*** Opening RECORDS ***
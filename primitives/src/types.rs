//! Core type aliases and consensus constants for spend cost accounting.

use bytes::Bytes;
use core::fmt;

/// 32-byte hash used for coin names and puzzle hashes.
pub type Bytes32 = [u8; 32];

/// Unit of execution cost. All cost arithmetic is unsigned 64-bit.
pub type Cost = u64;

/// Cost charged per byte of the canonically serialized program.
pub const COST_PER_BYTE: Cost = 12_000;

/// Maximum total cost a block may incur.
pub const MAX_BLOCK_COST: Cost = 11_000_000_000;

/// Canonical byte encoding of a program.
///
/// The accountant only ever looks at the length. The bytes are kept behind a
/// reference-counted buffer so a block generator can be shared between the
/// evaluator and the accountant without copying.
#[derive(Clone, PartialEq, Eq, Hash, Default)]
pub struct SerializedProgram(Bytes);

impl SerializedProgram {
    /// Wrap already-serialized program bytes.
    pub fn new(bytes: impl Into<Bytes>) -> Self {
        Self(bytes.into())
    }

    /// Create from a static byte slice without allocating.
    pub const fn from_static(bytes: &'static [u8]) -> Self {
        Self(Bytes::from_static(bytes))
    }

    /// Serialized length in bytes.
    pub fn len(&self) -> usize {
        self.0.len()
    }

    /// Returns true if the program has no bytes.
    pub fn is_empty(&self) -> bool {
        self.0.is_empty()
    }

    /// The raw serialized bytes.
    pub fn as_bytes(&self) -> &[u8] {
        &self.0
    }
}

impl AsRef<[u8]> for SerializedProgram {
    fn as_ref(&self) -> &[u8] {
        &self.0
    }
}

impl From<alloc::vec::Vec<u8>> for SerializedProgram {
    fn from(bytes: alloc::vec::Vec<u8>) -> Self {
        Self(Bytes::from(bytes))
    }
}

impl fmt::Debug for SerializedProgram {
    fn fmt(&self, f: &mut fmt::Formatter<'_>) -> fmt::Result {
        write!(f, "SerializedProgram({} bytes)", self.0.len())
    }
}

/// Convert a `Bytes32` to a hex string for display purposes.
pub fn bytes32_to_hex(hash: &Bytes32) -> alloc::string::String {
    let mut s = alloc::string::String::with_capacity(66);
    s.push_str("0x");
    for byte in hash {
        use core::fmt::Write;
        let _ = write!(s, "{:02x}", byte);
    }
    s
}
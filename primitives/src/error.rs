//! Error types for spend cost accounting.
//!
//! The cost accountant itself is total under the saturating policy. These
//! errors come from the checked policy, the validator boundary, the codec,
//! and configuration loading.

use alloc::string::String;
use crate::types::Cost;

/// Which contribution overflowed under the checked policy.
#[derive(Debug, Clone, Copy, PartialEq, Eq, Hash)]
pub enum CostComponent {
    /// Per-condition cost (occurrences × table cost, summed).
    Conditions,
    /// Program size cost (bytes × byte cost rate).
    Size,
    /// Final sum of execution, condition, and size costs.
    Total,
}

impl core::fmt::Display for CostComponent {
    fn fmt(&self, f: &mut core::fmt::Formatter<'_>) -> core::fmt::Result {
        match self {
            Self::Conditions => write!(f, "conditions"),
            Self::Size => write!(f, "size"),
            Self::Total => write!(f, "total"),
        }
    }
}

/// Cost accounting error type.
#[derive(Debug, Clone, PartialEq, Eq, thiserror::Error)]
pub enum CostError {
    /// Checked arithmetic overflowed `u64`.
    #[error("cost overflow in {component} cost")]
    Overflow { component: CostComponent },

    /// The computed cost is above the consensus ceiling.
    #[error("cost exceeded: cost={cost}, max={max}")]
    CostExceeded { cost: Cost, max: Cost },

    /// The evaluator reported an error for the program.
    #[error("evaluation failed with error code {0}")]
    EvaluationFailed(u16),

    /// Encoding or decoding of an evaluation result failed.
    #[error("serialization error: {0}")]
    Serialization(String),

    /// Cost parameters could not be loaded.
    #[error("config error: {0}")]
    Config(String),
}

impl CostError {
    /// Create an overflow error for the given component.
    pub fn overflow(component: CostComponent) -> Self {
        Self::Overflow { component }
    }
}

/// Convenience result type for cost accounting.
pub type CostResult<T> = core::result::Result<T, CostError>;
*** Closing RECORDS ***
**YOUR INSTRUCTIONS:** Return, word for word, the lines from the one containing "use crate::types::Cost;" through the end of the data above, both ends included, and nothing else.

**SOLUTION:**
use crate::types::Cost;

/// Which contribution overflowed under the checked policy.
#[derive(Debug, Clone, Copy, PartialEq, Eq, Hash)]
pub enum CostComponent {
    /// Per-condition cost (occurrences × table cost, summed).
    Conditions,
    /// Program size cost (bytes × byte cost rate).
    Size,
    /// Final sum of execution, condition, and size costs.
    Total,
}

impl core::fmt::Display for CostComponent {
    fn fmt(&self, f: &mut core::fmt::Formatter<'_>) -> core::fmt::Result {
        match self {
            Self::Conditions => write!(f, "conditions"),
            Self::Size => write!(f, "size"),
            Self::Total => write!(f, "total"),
        }
    }
}

/// Cost accounting error type.
#[derive(Debug, Clone, PartialEq, Eq, thiserror::Error)]
pub enum CostError {
    /// Checked arithmetic overflowed `u64`.
    #[error("cost overflow in {component} cost")]
    Overflow { component: CostComponent },

    /// The computed cost is above the consensus ceiling.
    #[error("cost exceeded: cost={cost}, max={max}")]
    CostExceeded { cost: Cost, max: Cost },

    /// The evaluator reported an error for the program.
    #[error("evaluation failed with error code {0}")]
    EvaluationFailed(u16),

    /// Encoding or decoding of an evaluation result failed.
    #[error("serialization error: {0}")]
    Serialization(String),

    /// Cost parameters could not be loaded.
    #[error("config error: {0}")]
    Config(String),
}

impl CostError {
    /// Create an overflow error for the given component.
    pub fn overflow(component: CostComponent) -> Self {
        Self::Overflow { component }
    }
}

/// Convenience result type for cost accounting.
pub type CostResult<T> = core::result::Result<T, CostError>;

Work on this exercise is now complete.